|
La depresión es una enfermedad que muy a menudo pasa desapercibida en la asistencia primaria, los ambulatorios, y que no recibe un tratamiento apropiado. Así lo concluye un estudio que ha sido galardonado como la mejor tesis de Cataluña leída en 2004
BARCELONA. Enric Aragonès Benaiges, médico de familia del Centro de Asistencia Primaria (CAP) de Constantí (Tarragona), recibió a principios de año el premio a la mejor tesis doctoral leída en una facultad de Medicina de Cataluña durante el año 2004. Su galardonado trabajo versa sobre la depresión en la asistencia primaria.
Bajo el epígrafe de «Estudio de los trastornos depresivos en atención primaria de salud», la tesis de Aragonès, que mereció un excelente «cum laude», se construye en base a un estudio que este facultativo realizó con una muestra inicial de 906 pacientes. Eran personas que visitaron varios CAP de las comarcas del Baix y Alt Camp y el Tarragonès por cualquier problema de salud.

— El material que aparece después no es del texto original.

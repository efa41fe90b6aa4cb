//! The partial order of monotone Boolean functions of a fixed set of regulators.
//!
//! A function `h` is below `g` when every input accepted by `h` is also accepted by `g`.
//! Moving to an immediate parent generalizes a function, moving to an immediate child
//! particularizes it. The repair search only relies on the `FunctionLattice` trait, so an
//! external implementation of the diagram can be plugged in. `HasseDiagram` is the default
//! implementation which computes the covers on demand.
//!
//! Besides the cover relation, every function has a *level*, a vector summarizing its
//! position in the diagram. Levels are compared lexicographically and are used to rank
//! non-comparable candidate functions by their distance from the original function.

use crate::BooleanFunction;
use std::cmp::Ordering;

/// **(internal)** Cover relation and levels of `HasseDiagram`.
mod _impl_hasse_diagram;

/// Capabilities of a Hasse diagram of monotone Boolean functions.
pub trait FunctionLattice {
    /// The level vector of `function`.
    fn level(&self, function: &BooleanFunction) -> Vec<usize>;

    /// The level vector of the function in the middle of the diagram of the given dimension.
    fn middle_level(&self, dimension: usize) -> Vec<usize>;

    /// Immediate generalizations of `function` with the same regulators.
    fn parents(&self, function: &BooleanFunction) -> Vec<BooleanFunction>;

    /// Immediate particularizations of `function` with the same regulators.
    fn children(&self, function: &BooleanFunction) -> Vec<BooleanFunction>;

    /// Compare the level of `function` with the given level vector.
    fn compare_to_levels(&self, function: &BooleanFunction, levels: &[usize]) -> Ordering {
        self.level(function).as_slice().cmp(levels)
    }

    /// Compare the levels of two functions. `Less` means that `a` lies lower than `b`.
    fn compare_level(&self, a: &BooleanFunction, b: &BooleanFunction) -> Ordering {
        self.compare_to_levels(a, &self.level(b))
    }

    /// Immediate neighbours in the direction of the search.
    fn replacements(&self, function: &BooleanFunction, generalize: bool) -> Vec<BooleanFunction> {
        if generalize {
            self.parents(function)
        } else {
            self.children(function)
        }
    }
}

/// The Hasse diagram of monotone functions in which every regulator is essential (each
/// regulator appears in some clause) and which are not constant.
///
/// Covers are computed by walking through the full diagram of monotone functions, skipping
/// functions outside of the restricted space, until the closest restricted functions are
/// reached.
#[derive(Clone, Copy, Debug, Default)]
pub struct HasseDiagram;
use crate::lattice::FunctionLattice;
use crate::repair::RepairError;
use crate::{BooleanFunction, Network};
use biodivine_lib_bdd::{Bdd, BddPartialValuation, BddVariableSet};
use std::cmp::Ordering;

/// True if `function` lies in the lower half of its Hasse diagram, i.e. closer to the
/// conjunction of its regulators than to their disjunction.
///
/// With `exact` set, the function (under the current edge signs) is compiled into a BDD and
/// it is in the lower half when it has strictly more rejected than accepted inputs.
/// Otherwise the level of the function is compared with the middle level of the lattice.
pub fn is_in_bottom_half<L: FunctionLattice + ?Sized>(
    network: &Network,
    function: &BooleanFunction,
    lattice: &L,
    exact: bool,
) -> Result<bool, RepairError> {
    let dimension = function.num_regulators();
    match u16::try_from(dimension) {
        Ok(num_vars) if exact => {
            let vars = BddVariableSet::new_anonymous(num_vars);
            let bdd = function_to_bdd(network, function, &vars)?;
            Ok(bdd.not().exact_cardinality() > bdd.exact_cardinality())
        }
        _ => {
            let middle = lattice.middle_level(dimension);
            Ok(lattice.compare_to_levels(function, &middle) == Ordering::Less)
        }
    }
}

/// **(internal)** Build the BDD of `function` where the `i`-th BDD variable is the `i`-th
/// regulator of the function. Inhibitors contribute negative literals.
fn function_to_bdd(
    network: &Network,
    function: &BooleanFunction,
    vars: &BddVariableSet,
) -> Result<Bdd, RepairError> {
    let bdd_vars = vars.variables();
    let target = function.get_target();
    let mut result = vars.mk_false();
    for clause in function.clauses() {
        let mut literals = BddPartialValuation::empty();
        for i in clause.indices() {
            let regulator = function.regulators()[i];
            let edge = network
                .find_edge(regulator, target)
                .ok_or_else(|| RepairError::MissingEdge {
                    regulator: network.get_node_name(regulator).to_string(),
                    target: network.get_node_name(target).to_string(),
                })?;
            literals[bdd_vars[i]] = Some(edge.get_sign().required_value());
        }
        result = result.or(&vars.mk_conjunctive_clause(&literals));
    }
    Ok(result)
}

#[cfg(test)]
mod tests {
    use crate::lattice::HasseDiagram;
    use crate::oracle::is_in_bottom_half;
    use crate::{BooleanFunction, Network, NodeId, Sign};

    fn network() -> (Network, Vec<NodeId>, NodeId) {
        let mut network = Network::new();
        let regulators: Vec<NodeId> = ["a", "b", "c"]
            .iter()
            .map(|name| network.add_node(name).unwrap())
            .collect();
        let target = network.add_node("t").unwrap();
        for r in &regulators {
            network.add_edge(*r, target, Sign::Positive).unwrap();
        }
        (network, regulators, target)
    }

    #[test]
    fn test_exact_half_determination() {
        let (network, regulators, target) = network();
        let and = BooleanFunction::conjunction(target, &regulators);
        let or = BooleanFunction::disjunction(target, &regulators);
        assert!(is_in_bottom_half(&network, &and, &HasseDiagram, true).unwrap());
        assert!(!is_in_bottom_half(&network, &or, &HasseDiagram, true).unwrap());
        // The majority function accepts exactly half of the inputs.
        let mut majority = BooleanFunction::new(target);
        for (term, (x, y)) in [(0, 1), (0, 2), (1, 2)].iter().enumerate() {
            majority.add_regulator_to_term(term + 1, regulators[*x]);
            majority.add_regulator_to_term(term + 1, regulators[*y]);
        }
        assert!(!is_in_bottom_half(&network, &majority, &HasseDiagram, true).unwrap());
    }

    #[test]
    fn test_approximate_half_determination() {
        let (network, regulators, target) = network();
        let and = BooleanFunction::conjunction(target, &regulators);
        let or = BooleanFunction::disjunction(target, &regulators);
        assert!(is_in_bottom_half(&network, &and, &HasseDiagram, false).unwrap());
        assert!(!is_in_bottom_half(&network, &or, &HasseDiagram, false).unwrap());
    }

    #[test]
    fn test_half_determination_uses_signs() {
        let (mut network, regulators, target) = network();
        // With inhibitors, (!a && !b && !c) still accepts a single input.
        for r in &regulators {
            network.flip_edge(*r, target).unwrap();
        }
        let and = BooleanFunction::conjunction(target, &regulators);
        assert!(is_in_bottom_half(&network, &and, &HasseDiagram, true).unwrap());
        network.remove_edge(regulators[0], target).unwrap();
        assert!(is_in_bottom_half(&network, &and, &HasseDiagram, true).is_err());
    }
}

Las conclusiones principales de este estudio -nada alentadoras- son que la depresión, en su grado mayor o como distimia (más leve pero con una mayor tendencia a la cronificación), es un trastorno que muy frecuentemente pasa desapercibido en la asistencia primaria, no es detectado, y no recibe el tratamiento adecuado, pese a ser una enfermedad muy presente en el primer eslabón de la asistencia sanitaria.
Según explica Aragonès, uno de cada siete pacientes que acuden al médico por cualquier problema de salud sufre depresión mayor. En el caso de las mujeres la proporción asciende a una de cada cuatro, aunque es de sobras conocida en la literatura científica la mayor prevalencia de este trastorno en el sexo femenino.
Difícil de diagnosticar
Y pese a su magnitud, el problema no se ve suficientemente. La infradetección del trastorno depresivo en la sanidad primaria, señala Aragonès, es fruto de varias causas. Por una parte, la naturaleza de la propia enfermedad propicia que no sea fácil de diagnosticar. Como recoge su estudio, en una de sus conclusiones más relevantes, más de la mitad (54,6 por ciento) de los pacientes deprimidos niega la existencia de síntomas psicológicos.
Con todo, los que cumplen estrictamente la definición de depresión somatizada -que sólo presentan síntomas físicos- son aproximadamente un tercio de los casos, un 35,6 por ciento. «Muchos pacientes van al médico de primaria porque tienen dolor de cabeza, de estómago o de espalda, u otros síntomas inespecíficos, pero no manifiestan síntomas de la depresión que sufren, y eso dificulta su detección», indica Enric Aragonès.
Por otra parte, apunta el doctor, «en la sanidad primaria suele haber una presión asistencial bastante alta, los médicos tienen que ver muchos pacientes, y aunque puedan intuir que están ante un caso de depresión, a veces no hay tiempo material para investigar más. Si son pacientes habituales, este problema puede ser solucionado en varias visitas, indagando más, pero si no lo son, es más difícil...».
Finalmente, Aragonès no rehúye la autocrítica y señala que en algunos casos, la infradetección de la depresión es causada por una falta de formación de los médicos de primaria o incluso «una falta de disposición» de estos profesionales para «entrar en problemas que son un poco delicados, como los de salud mental».
En cuanto al déficit en la aplicación de la terapia, el estudio revela que la mayor parte de los pacientes deprimidos, en cualquier estado de gravedad, no recibe tratamiento adecuado. «En el caso de los pacientes más graves, más de un 50 por ciento no recibía un tratamiento adecuado, no recibía antidepresivos». Con todo, tal y como se señala en la tesis, no se ha podido distinguir en qué casos ha sido el médico quien ha obviado la prescripción de un antidepresivo y en qué casos un tratamiento inicialmente prescrito ha sido abandonado por el enfermo, «hecho muy frecuente en los pacientes deprimidos en atención primaria».
Remediar el problema
Tras elaborar el «diagnóstico» del mal estado de salud de la depresión en la atención primaria, Aragonès ya está preparando un proyecto para poner remedio a este problema. Así, está diseñando junto a otros profesionales una intervención que se aplicaría en forma de plan piloto para cambiar el manejo de la depresión en primaria, y cuyos resultados serían evaluados.
El proyecto, pendiente de financiación del Ministerio de Sanidad, contemplará medidas como dar un mayor papel a las enfermeras en cuanto a la educación sanitaria del paciente, controlar la adherencia al tratamiento, mejorar elementos organizativos, la coordinación con el especialista de referencia, el psiquiatra, etcétera.